In brief: Mexico’s Banxico resumes rate-cutting cycle amid rising inflation

*Mexico’s central bank (Banxico) has lowered its benchmark interest rate by 25 basis points, bringing the rate to 6.75%. This is the first cut following a pause in the rate-cutting cycle in February, which had been preceded by one-and-a-half years of consecutive cuts. The decision split Banxico’s board, with three votes in favour and two against. This comes amid rising inflation expectations, uncertainty over US economic policy, and geopolitical conflicts. Banxico’s decision contradicts last week’s decision of the US Federal Reserve to leave interest rates unchanged due to uncertainties surrounding the war in the Middle East.
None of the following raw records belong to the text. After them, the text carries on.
//! Metrics collection with Prometheus
//!
//! Session lifecycle, message flow and engine outcome counters for the
//! gatekeeper service.

use prometheus::{Histogram, HistogramOpts, IntCounter, IntCounterVec, IntGauge, Opts, Registry};
use std::sync::Arc;

/// Metrics collector for the gatekeeper
#[derive(Clone)]
pub struct Metrics {
    registry: Arc<Registry>,

    /// Sessions created since startup
    pub sessions_created_total: IntCounter,
    /// Sessions currently held by the manager
    pub sessions_active: IntGauge,
    /// Sessions evicted by the idle reaper
    pub sessions_evicted_total: IntCounter,
    /// Session creations refused at capacity
    pub sessions_rejected_total: IntCounter,

    /// User messages accepted into input queues
    pub messages_accepted_total: IntCounter,
    /// Events handed to clients, by event type
    pub events_delivered_total: IntCounterVec,
    /// Secrets revealed
    pub secrets_revealed_total: IntCounter,
    /// Dialogue runs by final status (completed, ended, error)
    pub dialogues_finished_total: IntCounterVec,

    /// Time a poll spent waiting for its first event
    pub poll_wait_seconds: Histogram,
}

impl Metrics {
    /// Create a new metrics collector
    pub fn new() -> Result<Self, prometheus::Error> {
        let registry = Registry::new();

        let sessions_created_total = IntCounter::new(
            "gatekeeper_sessions_created_total",
            "Total number of sessions created",
        )?;
        let sessions_active =
            IntGauge::new("gatekeeper_sessions_active", "Number of live sessions")?;
        let sessions_evicted_total = IntCounter::new(
            "gatekeeper_sessions_evicted_total",
            "Total number of sessions evicted after idling",
        )?;
        let sessions_rejected_total = IntCounter::new(
            "gatekeeper_sessions_rejected_total",
            "Total number of session creations refused at capacity",
        )?;

        let messages_accepted_total = IntCounter::new(
            "gatekeeper_messages_accepted_total",
            "Total number of user messages accepted",
        )?;
        let events_delivered_total = IntCounterVec::new(
            Opts::new(
                "gatekeeper_events_delivered_total",
                "Total number of events delivered to clients",
            ),
            &["type"],
        )?;
        let secrets_revealed_total = IntCounter::new(
            "gatekeeper_secrets_revealed_total",
            "Total number of secrets revealed",
        )?;
        let dialogues_finished_total = IntCounterVec::new(
            Opts::new(
                "gatekeeper_dialogues_finished_total",
                "Total number of dialogue runs by final status",
            ),
            &["status"],
        )?;

        let poll_wait_seconds = Histogram::with_opts(
            HistogramOpts::new(
                "gatekeeper_poll_wait_seconds",
                "Time an event poll waited for its first event",
            )
            .buckets(vec![0.01, 0.05, 0.1, 0.25, 0.5, 1.0, 2.5, 5.0, 10.0, 30.0]),
        )?;

        registry.register(Box::new(sessions_created_total.clone()))?;
        registry.register(Box::new(sessions_active.clone()))?;
        registry.register(Box::new(sessions_evicted_total.clone()))?;
        registry.register(Box::new(sessions_rejected_total.clone()))?;
        registry.register(Box::new(messages_accepted_total.clone()))?;
        registry.register(Box::new(events_delivered_total.clone()))?;
        registry.register(Box::new(secrets_revealed_total.clone()))?;
        registry.register(Box::new(dialogues_finished_total.clone()))?;
        registry.register(Box::new(poll_wait_seconds.clone()))?;

        Ok(Self {
            registry: Arc::new(registry),
            sessions_created_total,
            sessions_active,
            sessions_evicted_total,
            sessions_rejected_total,
            messages_accepted_total,
            events_delivered_total,
            secrets_revealed_total,
            dialogues_finished_total,
            poll_wait_seconds,
        })
    }

    /// Get the Prometheus registry
    pub fn registry(&self) -> &Registry {
        &self.registry
    }

    pub fn record_session_created(&self) {
        self.sessions_created_total.inc();
        self.sessions_active.inc();
    }

    /// Record a session leaving the manager, by eviction or explicit removal
    pub fn record_session_removed(&self, evicted: bool) {
        self.sessions_active.dec();
        if evicted {
            self.sessions_evicted_total.inc();
        }
    }

    pub fn record_session_rejected(&self) {
        self.sessions_rejected_total.inc();
    }

    pub fn record_message_accepted(&self) {
        self.messages_accepted_total.inc();
    }

    pub fn record_event_delivered(&self, event_type: &str) {
        self.events_delivered_total
            .with_label_values(&[event_type])
            .inc();
    }

    pub fn record_secret_revealed(&self) {
        self.secrets_revealed_total.inc();
    }

    pub fn record_dialogue_finished(&self, status: &str) {
        self.dialogues_finished_total
            .with_label_values(&[status])
            .inc();
    }

    pub fn record_poll_wait(&self, duration_secs: f64) {
        self.poll_wait_seconds.observe(duration_secs);
    }
}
Banxico noted that headline inflation in Mexico increased from 3.77% to 4.63% from the first two weeks in January to the first half of March, while core inflation “remained practically unchanged”, passing from 4.47% to 4.46%. The bank adjusted its headline inflation forecasts upward, now expecting inflation to reach 4.1% in the first quarter of 2026, up from 4.0% in its February meeting, while maintaining its end-2026 forecast at 3.5%. Core inflation was also projected to increase to 4.5% in the first quarter of 2026, up from 4.4%, while the forecast for Q4 2026 remained unchanged at 3.4%. The governing board said it would be “taking into account the effects of all determinants of inflation” and reaffirmed its commitment to achieving the convergence of headline inflation to 3.0% by the second quarter of 2027.